## Task
Looking through the records below, please work out how many lines contain "config". Give only that number.

Saved data entries
*** Begin section ***

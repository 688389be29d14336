//! Attribute requirements.
//!
//! A requirement is a `(key, operator, value)` predicate evaluated against a
//! single graph element. The reserved key [`ID_KEY`] compares against the
//! element identifier instead of a stored attribute.

use crate::{AttributeAware, AttributeValue, CoreError, CoreResult};
use serde::{Deserialize, Serialize};
use std::cmp::Ordering;
use std::fmt;

/// Reserved requirement key addressing the element identifier.
pub const ID_KEY: &str = "#id";

/// How an attribute is compared against the requirement value.
#[derive(Debug, Clone, Copy, PartialEq, Eq, Hash, PartialOrd, Ord, Serialize, Deserialize)]
#[serde(rename_all = "SCREAMING_SNAKE_CASE")]
pub enum RequirementOperator {
    Equal,
    LessThan,
    LessThanOrEqual,
    GreaterThan,
    GreaterThanOrEqual,
}

impl RequirementOperator {
    /// Returns true for the operators that need numeric operands.
    pub fn is_ordering(&self) -> bool {
        !matches!(self, RequirementOperator::Equal)
    }

    fn symbol(&self) -> &'static str {
        match self {
            RequirementOperator::Equal => "=",
            RequirementOperator::LessThan => "<",
            RequirementOperator::LessThanOrEqual => "<=",
            RequirementOperator::GreaterThan => ">",
            RequirementOperator::GreaterThanOrEqual => ">=",
        }
    }
}

/// A predicate on one attribute of a node or edge.
#[derive(Debug, Clone, PartialEq, Eq, Hash, Serialize, Deserialize)]
#[serde(try_from = "RawRequirement")]
pub struct AttributeRequirement {
    key: String,
    operator: RequirementOperator,
    value: AttributeValue,
}

#[derive(Deserialize)]
struct RawRequirement {
    key: String,
    operator: RequirementOperator,
    value: AttributeValue,
}

impl TryFrom<RawRequirement> for AttributeRequirement {
    type Error = CoreError;

    fn try_from(raw: RawRequirement) -> CoreResult<Self> {
        AttributeRequirement::new(raw.key, raw.operator, raw.value)
    }
}

impl AttributeRequirement {
    /// Create a requirement, validating the literal against the operator.
    ///
    /// Ordering operators need a numeric literal and `#id` requirements need
    /// a string literal.
    pub fn new(
        key: impl Into<String>,
        operator: RequirementOperator,
        value: impl Into<AttributeValue>,
    ) -> CoreResult<Self> {
        let key = key.into();
        let value = value.into();

        if operator.is_ordering() {
            value.as_numeric()?;
        }
        if key == ID_KEY && !value.is_string() {
            return Err(CoreError::invalid_requirement(
                key,
                format!("identifier requirements must be strings, got {}", value),
            ));
        }

        Ok(Self {
            key,
            operator,
            value,
        })
    }

    /// Shorthand for an `EQUAL` requirement.
    pub fn equal(key: impl Into<String>, value: impl Into<AttributeValue>) -> CoreResult<Self> {
        Self::new(key, RequirementOperator::Equal, value)
    }

    /// Requirement fixing the element identifier.
    pub fn id(id: impl Into<String>) -> Self {
        Self {
            key: ID_KEY.to_string(),
            operator: RequirementOperator::Equal,
            value: AttributeValue::String(id.into()),
        }
    }

    pub fn key(&self) -> &str {
        &self.key
    }

    pub fn operator(&self) -> RequirementOperator {
        self.operator
    }

    pub fn value(&self) -> &AttributeValue {
        &self.value
    }

    /// Returns true if this requirement addresses the element identifier.
    pub fn is_id(&self) -> bool {
        self.key == ID_KEY
    }

    /// The fixed identifier, if this is an `#id` requirement.
    pub fn fixed_id(&self) -> Option<&str> {
        if self.is_id() {
            self.value.as_str()
        } else {
            None
        }
    }

    /// Evaluate the requirement against an element.
    ///
    /// A missing attribute does not satisfy the requirement. Ordering
    /// operators fail with a type mismatch if the stored value is not numeric.
    pub fn evaluate<A: AttributeAware + ?Sized>(&self, element: &A) -> CoreResult<bool> {
        if let Some(id) = self.fixed_id() {
            return Ok(element.id() == id);
        }

        let Some(actual) = element.attribute(&self.key) else {
            return Ok(false);
        };

        let ordering = || actual.as_numeric().and_then(|n| n.compare(&self.value));

        Ok(match self.operator {
            RequirementOperator::Equal => actual == self.value,
            RequirementOperator::LessThan => ordering()? == Ordering::Less,
            RequirementOperator::LessThanOrEqual => ordering()? != Ordering::Greater,
            RequirementOperator::GreaterThan => ordering()? == Ordering::Greater,
            RequirementOperator::GreaterThanOrEqual => ordering()? != Ordering::Less,
        })
    }

    /// Evaluate every requirement, short-circuiting on the first failure.
    pub fn all_satisfied<A: AttributeAware + ?Sized>(
        requirements: &[AttributeRequirement],
        element: &A,
    ) -> CoreResult<bool> {
        for requirement in requirements {
            if !requirement.evaluate(element)? {
                return Ok(false);
            }
        }
        Ok(true)
    }
}

impl fmt::Display for AttributeRequirement {
    fn fmt(&self, f: &mut fmt::Formatter<'_>) -> fmt::Result {
        write!(f, "{} {} {}", self.key, self.operator.symbol(), self.value)
    }
}
//! ReBAC Weaving
//!
//! Combines separately authored graph patterns into one:
//! - Nodes bound to the same actor name are unified
//! - Every other node and edge is renamed per input pattern
//! - Requirements, constraints and returned nodes are carried over

mod error;
mod weaver;

pub use error::{WeaveError, WeaveResult};
pub use weaver::combine_patterns;
//! Dense variable index over a graph pattern.
//!
//! The search addresses pattern nodes by position instead of by id. Each
//! variable carries everything forward checking needs: its requirements,
//! the pattern edges incident to it and its mutual-exclusion partners.

use crate::{EvalError, EvalResult, NodeSet};
use rebac_core::AttributeRequirement;
use rebac_pattern::{GpEdge, GpNode, GraphPattern};
use std::collections::HashMap;

/// A pattern edge seen from one of its endpoints.
#[derive(Debug)]
pub(crate) struct RelevantEdge<'p> {
    pub edge: &'p GpEdge,
    /// Variable at the other end
    pub other: usize,
    /// True if the edge leaves the variable this entry belongs to
    pub outgoing: bool,
    pub requirements: &'p [AttributeRequirement],
}

/// A required self-connection of a variable.
#[derive(Debug)]
pub(crate) struct SelfLoop<'p> {
    pub edge: &'p GpEdge,
    pub requirements: &'p [AttributeRequirement],
}

#[derive(Debug)]
pub(crate) struct Variable<'p> {
    pub node: &'p GpNode,
    pub requirements: &'p [AttributeRequirement],
    /// Incoming edges first, then outgoing
    pub relevant_edges: Vec<RelevantEdge<'p>>,
    pub self_loops: Vec<SelfLoop<'p>>,
    /// Mutual-exclusion partners, ascending
    pub exclusions: Vec<usize>,
}

#[derive(Debug)]
pub(crate) struct PatternIndex<'p> {
    variables: Vec<Variable<'p>>,
    returned: Vec<usize>,
    returned_set: NodeSet,
}

impl<'p> PatternIndex<'p> {
    pub fn new(pattern: &'p GraphPattern) -> EvalResult<Self> {
        let graph = pattern.graph();
        let positions: HashMap<&str, usize> = graph
            .nodes()
            .enumerate()
            .map(|(i, node)| (node.id.as_str(), i))
            .collect();
        let position = |id: &str| {
            positions
                .get(id)
                .copied()
                .ok_or_else(|| {
                    EvalError::inconsistent_state(format!("unknown pattern node '{}'", id))
                })
        };

        let mut variables = Vec::with_capacity(positions.len());
        for node in graph.nodes() {
            let mut relevant_edges = Vec::new();
            for edge in graph.incoming(&node.id) {
                relevant_edges.push(RelevantEdge {
                    edge,
                    other: position(&edge.source)?,
                    outgoing: false,
                    requirements: pattern.edge_requirements(&edge.id),
                });
            }
            for edge in graph.outgoing(&node.id) {
                relevant_edges.push(RelevantEdge {
                    edge,
                    other: position(&edge.target)?,
                    outgoing: true,
                    requirements: pattern.edge_requirements(&edge.id),
                });
            }

            let self_loops = graph
                .self_loops(&node.id)
                .map(|edge| SelfLoop {
                    edge,
                    requirements: pattern.edge_requirements(&edge.id),
                })
                .collect();

            let mut exclusions = Vec::new();
            for constraint in pattern.constraints() {
                if let Some(partner) = constraint.partner(&node.id) {
                    exclusions.push(position(partner)?);
                }
            }
            exclusions.sort_unstable();
            exclusions.dedup();

            variables.push(Variable {
                node,
                requirements: pattern.node_requirements(&node.id),
                relevant_edges,
                self_loops,
                exclusions,
            });
        }

        let returned = pattern
            .returned_nodes()
            .iter()
            .map(|id| position(id))
            .collect::<EvalResult<Vec<_>>>()?;
        let returned_set = returned.iter().copied().collect();

        Ok(Self {
            variables,
            returned,
            returned_set,
        })
    }

    pub fn len(&self) -> usize {
        self.variables.len()
    }

    pub fn variable(&self, index: usize) -> &Variable<'p> {
        &self.variables[index]
    }

    pub fn variables(&self) -> impl Iterator<Item = (usize, &Variable<'p>)> + '_ {
        self.variables.iter().enumerate()
    }

    pub fn id(&self, index: usize) -> &'p str {
        &self.variables[index].node.id
    }

    /// Returned variables in output order, with repeats.
    pub fn returned(&self) -> &[usize] {
        &self.returned
    }

    pub fn returned_set(&self) -> &NodeSet {
        &self.returned_set
    }
}
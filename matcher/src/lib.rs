//! ReBAC Matcher
//!
//! Finds every assignment of graph nodes to the variables of a graph pattern
//! (GP-Eval): a constraint-satisfaction search with forward checking and
//! conflict-directed backjumping.
//!
//! Responsibilities:
//! - Seed fixed variables by id or unique attribute
//! - Pick variables by minimum remaining values
//! - Filter mutual-exclusion constraints and forward-check edges
//! - Backjump over levels unrelated to a failure or solution

mod config;
mod error;
mod index;
mod matcher;
mod node_set;
mod observer;

pub use config::MatcherConfig;
pub use error::{EvalError, EvalResult};
pub use matcher::{evaluate, MatchSet, Matcher};
pub use node_set::NodeSet;
pub use observer::{
    CountingObserver, EvalCounts, EvalObserver, ForwardCheckStats, IntersectionStats, NoopObserver,
};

*** End section ***

## Exercise output
2